The tendency of the day is toward cities, and in these, for good or for ill, we find the greatest development of man; only, man being fallen, the development is monstrous. When the day of the Lord has put down, however, all human thoughts, it is only to exalt Jerusalem upon the earth, and to make way for the display of that better Jerusalem that is here before us.

The city is the expression of human need, and the provision for it. In the midst of strife and insecurity, men gather together for protection; but that is only a small part of what is implied in it. There are other needs more universal than this, as that of co-operation, the division of labor, the result of that inequality of aptitudes by which God has made us mutually dependent. Our social nature is thus met, and there are formed and strengthened the ties by which the world is bound together; while the intercourse of mind with mind, of heart with heart, stimulates and develops every latent faculty. "Iron sharpeneth iron; so a man sharpeneth the countenance of his friend" (Prov. 27:17).

The eternal city implies for us association, fellowship, intercourse, the fulness of what was intimated in the primal saying, "It is not good for man to be alone," but which in respect of the bride-city, which this is, has still a deeper meaning. Here, the relationship of the saint to Christ, who as the Lamp of divine glory enlightens it, alone adequately explains all. "Alone" we can nevermore be. "With Him" our whole manhood shall find its complete answer, satisfaction, and rest.

This is necessarily, therefore, the "holy city." Cain's has but too much characterized every city hitherto. Where shall we find, as in the city, the reek of impurity and the hotbed of corruption? There poverty and riches pour out a common flood of iniquity, out of which comes, ever increasing, the defiant cry of despair. But here at last is a "HOLY CITY," the new Jerusalem, "foundation of peace:" not, like Babel of old, towering up to heaven, but coming down from heaven, the way of all good, of all blessing for men. The tabernacle of God is with men. God Himself tabernacles with them.* His own hand removes every trace of former sorrow, every effect of sin. His own voice proclaims what His hand accomplishes: "Behold, I make all things new." Here, that we may be fully assured, a confirmatory word is added.

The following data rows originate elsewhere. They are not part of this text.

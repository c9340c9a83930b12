use std::fmt;

use serde::{Deserialize, Serialize};

use crate::error::TypeError;

/// The kind of a stored object.
///
/// The set is closed: every object in the database is exactly one of these
/// four. The kind participates in content addressing via its name.
#[derive(Clone, Copy, Debug, PartialEq, Eq, Hash, Serialize, Deserialize)]
pub enum ObjectKind {
    /// Raw content (file contents, arbitrary data).
    Blob,
    /// Directory listing: ordered entries mapping names to object ids.
    Tree,
    /// A snapshot with ancestry, author and committer information.
    Commit,
    /// An annotated tag pointing at another object.
    Tag,
}

impl ObjectKind {
    /// The on-disk type name, as it appears in loose object headers and tag
    /// `type` lines.
    pub fn name(&self) -> &'static str {
        match self {
            Self::Blob => "blob",
            Self::Tree => "tree",
            Self::Commit => "commit",
            Self::Tag => "tag",
        }
    }

    /// Parse an on-disk type name.
    pub fn from_name(name: &str) -> Result<Self, TypeError> {
        match name {
            "blob" => Ok(Self::Blob),
            "tree" => Ok(Self::Tree),
            "commit" => Ok(Self::Commit),
            "tag" => Ok(Self::Tag),
            other => Err(TypeError::UnknownKind(other.to_string())),
        }
    }
}

impl fmt::Display for ObjectKind {
    fn fmt(&self, f: &mut fmt::Formatter<'_>) -> fmt::Result {
        f.write_str(self.name())
    }
}

#[cfg(test)]
mod tests {
    use super::*;

    #[test]
    fn name_roundtrip() {
        for kind in [
            ObjectKind::Blob,
            ObjectKind::Tree,
            ObjectKind::Commit,
            ObjectKind::Tag,
        ] {
            assert_eq!(ObjectKind::from_name(kind.name()).unwrap(), kind);
        }
    }

    #[test]
    fn from_name_unknown() {
        let err = ObjectKind::from_name("branch").unwrap_err();
        assert_eq!(err, TypeError::UnknownKind("branch".to_string()));
    }

    #[test]
    fn display_matches_name() {
        assert_eq!(format!("{}", ObjectKind::Commit), "commit");
    }
}
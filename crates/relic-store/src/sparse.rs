use std::fmt;
use std::sync::{Arc, Mutex, OnceLock, Weak};

use relic_types::ObjectId;

use crate::error::{StoreError, StoreResult};
use crate::object::{Blob, Object};
use crate::commit::Commit;
use crate::repository::RepoShared;
use crate::tag::Tag;
use crate::tree::Tree;

/// A lazy reference to an object: an id plus a backref to the repository
/// that can materialize it.
///
/// Trees reference children and commits reference parents through sparse
/// handles, so reading one commit never forces the whole graph into
/// memory. Handles are cheap to clone and share one resolution state:
/// `resolve` runs at most once per handle lifetime, and later calls replay
/// the cached object or the cached failure.
///
/// A handle whose id is the null sentinel denotes a new, unwritten object;
/// it is never resolved through the store.
#[derive(Clone)]
pub struct SparseObject {
    inner: Arc<SparseInner>,
}

struct SparseInner {
    id: Mutex<ObjectId>,
    repo: Weak<RepoShared>,
    cell: OnceLock<Result<Object, Arc<StoreError>>>,
}

impl SparseObject {
    pub(crate) fn new(id: ObjectId, repo: &Arc<RepoShared>) -> Self {
        Self {
            inner: Arc::new(SparseInner {
                id: Mutex::new(id),
                repo: Arc::downgrade(repo),
                cell: OnceLock::new(),
            }),
        }
    }

    /// Wrap an already materialized object, e.g. when assembling a tree in
    /// memory before writing it.
    pub fn from_object(object: Object) -> Self {
        let cell = OnceLock::new();
        let id = object.id();
        let _ = cell.set(Ok(object));
        Self {
            inner: Arc::new(SparseInner {
                id: Mutex::new(id),
                repo: Weak::new(),
                cell,
            }),
        }
    }

    /// The referenced object's id: the materialized object's id when one
    /// is present, otherwise the stored id.
    pub fn id(&self) -> ObjectId {
        if let Some(Ok(object)) = self.inner.cell.get() {
            let id = object.id();
            if !id.is_null() {
                return id;
            }
        }
        *self.inner.id.lock().expect("lock poisoned")
    }

    /// Whether a materialized object is available without touching the
    /// store.
    pub fn is_resolved(&self) -> bool {
        matches!(self.inner.cell.get(), Some(Ok(_)))
    }

    /// The materialized object, if resolution already happened.
    pub fn cached(&self) -> Option<Object> {
        match self.inner.cell.get() {
            Some(Ok(object)) => Some(object.clone()),
            _ => None,
        }
    }

    /// Materialize the referenced object.
    ///
    /// The first call reads through the repository; the outcome, success
    /// or failure, is cached for the lifetime of the handle. A null-id
    /// handle fails with `NullObjectId` without touching the store (and
    /// without caching, so the handle works once an id is assigned).
    pub fn resolve(&self) -> StoreResult<Object> {
        if let Some(cached) = self.inner.cell.get() {
            return replay(cached, self.id());
        }
        let id = *self.inner.id.lock().expect("lock poisoned");
        if id.is_null() {
            return Err(StoreError::NullObjectId);
        }
        let repo = self
            .inner
            .repo
            .upgrade()
            .ok_or(StoreError::RepositoryDropped)?;
        let result = self
            .inner
            .cell
            .get_or_init(|| RepoShared::object(&repo, id).map_err(Arc::new));
        replay(result, id)
    }

    /// Write the materialized object through the repository and record the
    /// resulting id. A no-op when nothing is materialized.
    pub fn write(&self) -> StoreResult<()> {
        let object = match self.inner.cell.get() {
            Some(Ok(object)) => object.clone(),
            _ => return Ok(()),
        };
        let repo = self
            .inner
            .repo
            .upgrade()
            .ok_or(StoreError::RepositoryDropped)?;
        let id = RepoShared::write(&repo, &object)?;
        *self.inner.id.lock().expect("lock poisoned") = id;
        Ok(())
    }

    /// Resolve and require a blob.
    pub fn blob(&self) -> StoreResult<Arc<Blob>> {
        self.resolve()?.as_blob()
    }

    /// Resolve and require a tree.
    pub fn tree(&self) -> StoreResult<Arc<Tree>> {
        self.resolve()?.as_tree()
    }

    /// Resolve and require a commit.
    pub fn commit(&self) -> StoreResult<Arc<Commit>> {
        self.resolve()?.as_commit()
    }

    /// Resolve and require a tag.
    pub fn tag(&self) -> StoreResult<Arc<Tag>> {
        self.resolve()?.as_tag()
    }
}

fn replay(result: &Result<Object, Arc<StoreError>>, id: ObjectId) -> StoreResult<Object> {
    match result {
        Ok(object) => Ok(object.clone()),
        Err(err) => Err(StoreError::Unresolvable {
            id,
            reason: err.to_string(),
        }),
    }
}

impl fmt::Debug for SparseObject {
    fn fmt(&self, f: &mut fmt::Formatter<'_>) -> fmt::Result {
        f.debug_struct("SparseObject")
            .field("id", &self.id())
            .field("resolved", &self.is_resolved())
            .finish()
    }
}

{*Is there not in this word "tabernacle" the suggestion that any habitation of God with men must be in pure grace? He is infinitely sufficient unto Himself, and it is only in love that He dwells with men. On the other hand, this does not imply that there is anything temporary in the abiding. It is surely eternal, as Christ is eternally Man. — S.R.}

4. And along with this, and in view of it, in the name of Him who is Alpha and Omega, beginning and end, the sweet invitation of the gospel is once more published, the free gift of the water of life to every thirsty soul is certified, and the inheritance to the overcomer, for it is reached by the way of conflict and of triumph — grace securing, not evading, this: "He that overcometh shall inherit these things; and I will be his God; and he shall be My son."

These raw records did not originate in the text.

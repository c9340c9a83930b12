use std::collections::BTreeMap;

use relic_types::{EntryMode, ObjectId};

use crate::error::{StoreError, StoreResult};
use crate::repository::Repository;
use crate::tree::{canonical_key, validate_name, write_row, Tree};

/// Mutable tree under construction.
///
/// A builder is a nested map of names to either written objects (leaves)
/// or child builders. Inserting or removing a path marks every builder on
/// that path dirty; writing walks depth-first and re-serializes only dirty
/// subtrees, so editing one file in a deep tree rewrites one spine of
/// tree objects. Builders are not meant to be shared between threads while
/// being mutated.
#[derive(Debug)]
pub struct TreeBuilder {
    entries: BTreeMap<String, Node>,
    /// Id of the written form of this subtree, valid while clean.
    base: Option<ObjectId>,
    dirty: bool,
}

#[derive(Debug)]
enum Node {
    /// A written object: a blob, or a subtree this builder never descended
    /// into.
    Leaf { mode: EntryMode, id: ObjectId },
    /// A subtree opened for editing.
    Subtree(TreeBuilder),
}

impl TreeBuilder {
    /// An empty builder for a brand-new tree.
    pub fn new() -> Self {
        Self {
            entries: BTreeMap::new(),
            base: None,
            dirty: true,
        }
    }

    /// Open an existing tree for editing. Children stay as leaves until a
    /// path edit descends into them.
    pub fn from_tree(tree: &Tree) -> StoreResult<Self> {
        let mut entries = BTreeMap::new();
        for entry in tree.entries() {
            let id = entry.target().id();
            if id.is_null() {
                return Err(StoreError::UnwrittenChild {
                    name: entry.name().to_string(),
                });
            }
            entries.insert(
                entry.name().to_string(),
                Node::Leaf {
                    mode: entry.mode(),
                    id,
                },
            );
        }
        let base = (!tree.id().is_null()).then(|| tree.id());
        Ok(Self {
            entries,
            dirty: base.is_none(),
            base,
        })
    }

    /// Set the object at `path` (e.g. `"src/lib.rs"`), creating
    /// intermediate subtrees as needed. Descending through an existing
    /// subtree loads it through the repository; descending through a
    /// non-directory entry is an error.
    pub fn insert(
        &mut self,
        repo: &Repository,
        path: &str,
        id: ObjectId,
        mode: EntryMode,
    ) -> StoreResult<()> {
        if id.is_null() {
            return Err(StoreError::NullObjectId);
        }
        let components = split_path(path)?;
        self.insert_at(repo, &components, path, id, mode)
    }

    fn insert_at(
        &mut self,
        repo: &Repository,
        components: &[&str],
        full: &str,
        id: ObjectId,
        mode: EntryMode,
    ) -> StoreResult<()> {
        let (head, rest) = components
            .split_first()
            .ok_or_else(|| StoreError::InvalidPath(full.to_string()))?;
        if rest.is_empty() {
            self.entries.insert(head.to_string(), Node::Leaf { mode, id });
            self.dirty = true;
            return Ok(());
        }

        let opened = match self.entries.get(*head) {
            None => Some(TreeBuilder::new()),
            Some(Node::Leaf { mode, id }) if mode.is_directory() => {
                Some(TreeBuilder::from_tree(&*repo.tree(*id)?)?)
            }
            Some(Node::Leaf { .. }) => {
                return Err(StoreError::InvalidPath(full.to_string()));
            }
            Some(Node::Subtree(_)) => None,
        };
        if let Some(builder) = opened {
            self.entries.insert(head.to_string(), Node::Subtree(builder));
        }
        match self.entries.get_mut(*head) {
            Some(Node::Subtree(child)) => {
                child.insert_at(repo, rest, full, id, mode)?;
                self.dirty = true;
                Ok(())
            }
            _ => Err(StoreError::InvalidPath(full.to_string())),
        }
    }

    /// Remove the entry at `path`. Returns whether anything was removed;
    /// builders on the path are only marked dirty when something was.
    pub fn remove(&mut self, repo: &Repository, path: &str) -> StoreResult<bool> {
        let components = split_path(path)?;
        self.remove_at(repo, &components, path)
    }

    fn remove_at(&mut self, repo: &Repository, components: &[&str], full: &str) -> StoreResult<bool> {
        let (head, rest) = components
            .split_first()
            .ok_or_else(|| StoreError::InvalidPath(full.to_string()))?;
        if rest.is_empty() {
            let removed = self.entries.remove(*head).is_some();
            self.dirty |= removed;
            return Ok(removed);
        }

        let opened = match self.entries.get(*head) {
            Some(Node::Leaf { mode, id }) if mode.is_directory() => {
                Some(TreeBuilder::from_tree(&*repo.tree(*id)?)?)
            }
            Some(Node::Subtree(_)) => None,
            _ => return Ok(false),
        };
        if let Some(builder) = opened {
            self.entries.insert(head.to_string(), Node::Subtree(builder));
        }
        match self.entries.get_mut(*head) {
            Some(Node::Subtree(child)) => {
                let removed = child.remove_at(repo, rest, full)?;
                self.dirty |= removed;
                Ok(removed)
            }
            _ => Ok(false),
        }
    }

    /// Whether this builder (or any descendant) has unwritten edits.
    pub fn is_dirty(&self) -> bool {
        self.dirty
    }

    pub fn is_empty(&self) -> bool {
        self.entries.is_empty()
    }

    /// Write dirty subtrees bottom-up. Returns `None` for an empty
    /// subtree, which the parent elides from its serialized form; the
    /// repository's `write_tree` turns a `None` root into a legitimate
    /// empty tree object.
    pub(crate) fn write_into(&mut self, repo: &Repository) -> StoreResult<Option<ObjectId>> {
        if !self.dirty {
            if let Some(base) = self.base {
                return Ok(Some(base));
            }
        }

        let mut rows: Vec<(String, EntryMode, ObjectId)> = Vec::new();
        for (name, node) in &mut self.entries {
            validate_name(name)?;
            match node {
                Node::Leaf { mode, id } => rows.push((name.clone(), *mode, *id)),
                Node::Subtree(child) => {
                    if let Some(id) = child.write_into(repo)? {
                        rows.push((name.clone(), EntryMode::DIRECTORY, id));
                    }
                }
            }
        }
        if rows.is_empty() {
            return Ok(None);
        }

        rows.sort_by(|a, b| {
            canonical_key(&a.0, a.1.is_directory()).cmp(&canonical_key(&b.0, b.1.is_directory()))
        });
        let mut payload = Vec::new();
        for (name, mode, id) in &rows {
            write_row(&mut payload, *mode, name, id);
        }

        let id = repo.write_tree_payload(&payload)?;
        self.base = Some(id);
        self.dirty = false;
        Ok(Some(id))
    }
}

impl Default for TreeBuilder {
    fn default() -> Self {
        Self::new()
    }
}

fn split_path(path: &str) -> StoreResult<Vec<&str>> {
    let trimmed = path.trim_start_matches('/');
    if trimmed.is_empty() {
        return Err(StoreError::InvalidPath(path.to_string()));
    }
    let components: Vec<&str> = trimmed.split('/').collect();
    for component in &components {
        if component.is_empty() || component.contains('\0') {
            return Err(StoreError::InvalidPath(path.to_string()));
        }
    }
    Ok(components)
}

Just here, too, with no less earnestness, and in eternity, past all the change of time, the doom of the wicked is pronounced: "But the fearful," — too cowardly to take part with Christ in a world opposed to Him, — "and unbelieving, and abominable, and murderers, and whoremongers, and sorcerers, and idolaters, and all liars, shall have their part in the lake which burneth with fire and brimstone, which is the second death."

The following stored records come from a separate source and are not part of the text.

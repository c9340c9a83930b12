use thiserror::Error;

/// Errors produced by type operations.
#[derive(Debug, Error, PartialEq, Eq)]
pub enum TypeError {
    #[error("invalid hex string: {0}")]
    InvalidHex(String),

    #[error("invalid byte length: expected {expected}, got {actual}")]
    InvalidLength { expected: usize, actual: usize },

    #[error("invalid file mode: {0}")]
    InvalidMode(String),

    #[error("unknown object kind: {0}")]
    UnknownKind(String),
}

5. The last vision of Revelation is now before us: it is that of the city of God itself. But here, where one would desire above all to see clearly, we become most conscious of how feeble and dull is our apprehension of eternal things. They are words of an apostle which remind us that "we see through a glass darkly" — en ainigmati, in a riddle. Such a riddle, then, it is no wonder if the vision presents to us: the dream that we have here a literal description, even to the measurements, of the saints' eternal home, is one too foolish to need much comment. All other visions throughout the book have been symbolic: how much more here! how little need we expect that the glimpse which is here given us into the unseen would reveal to us the shape of buildings, or the material used! Scripture is reticent all through upon such subjects, and the impress to be left upon our souls is plainly spiritual, not of lines and hues, as for the natural senses. "Things which eye hath not seen" are not put before the eye.

On the other hand, that the "city" revealed to us here is not simply a figure of the saints themselves, as, from the term used for it, "the Bride, the Lamb's wife," some have taken it to be, there are other scriptures which seem definitely to assure us. "Jerusalem, which is above, which is our mother" (Gal. 4), could hardly be used in this way, though the Church is indeed so conceived of in patristic and medieval thought. But even thus it would not be spoken of naturally as "above."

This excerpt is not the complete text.